Here the reactive water calculations use full nodes and have a higher wall time of 1h30min. The wall times should be set for the first iteration but can be guessed automatically later using the average time per CP2K calculation measured in the previous iteration. We can now run the first 2 phases and wait for the electronic structure calculations to finish. When running the check phase there could be a message telling us that there are failed configurations in the water-reactive folder! We can see which calculations did not converge in the water-reactive/water-reactive_step2_not_converged.txt file. Suppose there were 2 failed jobs, the 13-th and the 54-th. We might just do touch water-reactive/00013/skip and touch water-reactive/00054/skip and run the check phase again. This time it will inform us that some configurations will be skipped, but the final message should be that check phase is a success. All that is left to do now is run the extract phase, clean up with the clean phase, store wavefunctions and remove all unwanted data and finally update our local folder. We have now augmented our total training set and might do a new training iteration and keep iterating until convergence is reached!

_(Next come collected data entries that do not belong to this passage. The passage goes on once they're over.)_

//! Files every module needs regardless of its snippets.

use serde_json::json;
use weave_codegen::{Error, Result, module::Module};
use weave_core::to_kebab_case;
use weave_ir::{Node, StaticArtifact};

fn registration(module: &Module) -> String {
    format!(
        r#"<?php

declare(strict_types=1);

use Magento\Framework\Component\ComponentRegistrar;

ComponentRegistrar::register(ComponentRegistrar::MODULE, '{}', __DIR__);
"#,
        module.full_name()
    )
}

fn module_xml(module: &Module) -> Node {
    Node::new("config")
        .attr("xmlns:xsi", "http://www.w3.org/2001/XMLSchema-instance")
        .attr(
            "xsi:noNamespaceSchemaLocation",
            "urn:magento:framework:Module/etc/module.xsd",
        )
        .child(Node::new("module").attr("name", module.full_name()))
}

fn composer_json(module: &Module, version: &str) -> Result<String> {
    let package = format!(
        "{}/module-{}",
        module.vendor().to_lowercase(),
        to_kebab_case(module.name())
    );
    let autoload_prefix = format!("{}\\", module.namespace());

    let mut content = serde_json::to_string_pretty(&json!({
        "name": package,
        "description": module.description().unwrap_or_default(),
        "type": "magento2-module",
        "version": version,
        "license": ["proprietary"],
        "autoload": {
            "files": ["registration.php"],
            "psr-4": { autoload_prefix: "" }
        }
    }))
    .map_err(|e| Error::structural(format!("failed to render composer.json: {e}")))?;
    content.push('\n');
    Ok(content)
}

/// Register `registration.php`, `etc/module.xml` and `composer.json`.
pub(crate) fn add_scaffold(module: &mut Module, version: &str) -> Result<()> {
    let registration = registration(module);
    let composer = composer_json(module, version)?;
    let module_xml = module_xml(module);

    module.add_static_file(".", StaticArtifact::content("registration.php", registration))?;
    module.add_static_file(".", StaticArtifact::content("composer.json", composer))?;
    module.add_xml("etc/module.xml", module_xml)
}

Finally, we can check the labeling_001.json file in $WORKDIR/control/:

{
    "labeling_program": "cp2k",
    "user_machine_keyword_label": "mykeyword1",
    "systems_auto": {
        "ch3br_cl_close_300K": {
        // labeling parameters from used_input.json
        },
        "ch3br_cl_free_300K": {
        //
        },
        "ch3br_cl_smd_300K": {
        //
         },
        "ch3cl_br_close_300K": {
        //
        },
        "ch3cl_br_free_300K": {
        //
         },
        "ch3cl_br_smd_300K": {
        }
    },
    "total_to_label": 50,
    "launch_all_jobs": true,
    "is_locked": true,
    "is_launched": true,
    "is_checked": true,
    "is_extracted": true
}

The total number of structures that have been selected labeled from the selected candidates in the previous exploration step is indicated with the "total_to_label" keyword.

The first iteration is done. After executing the extract phase, the directories for the next iteration will be created.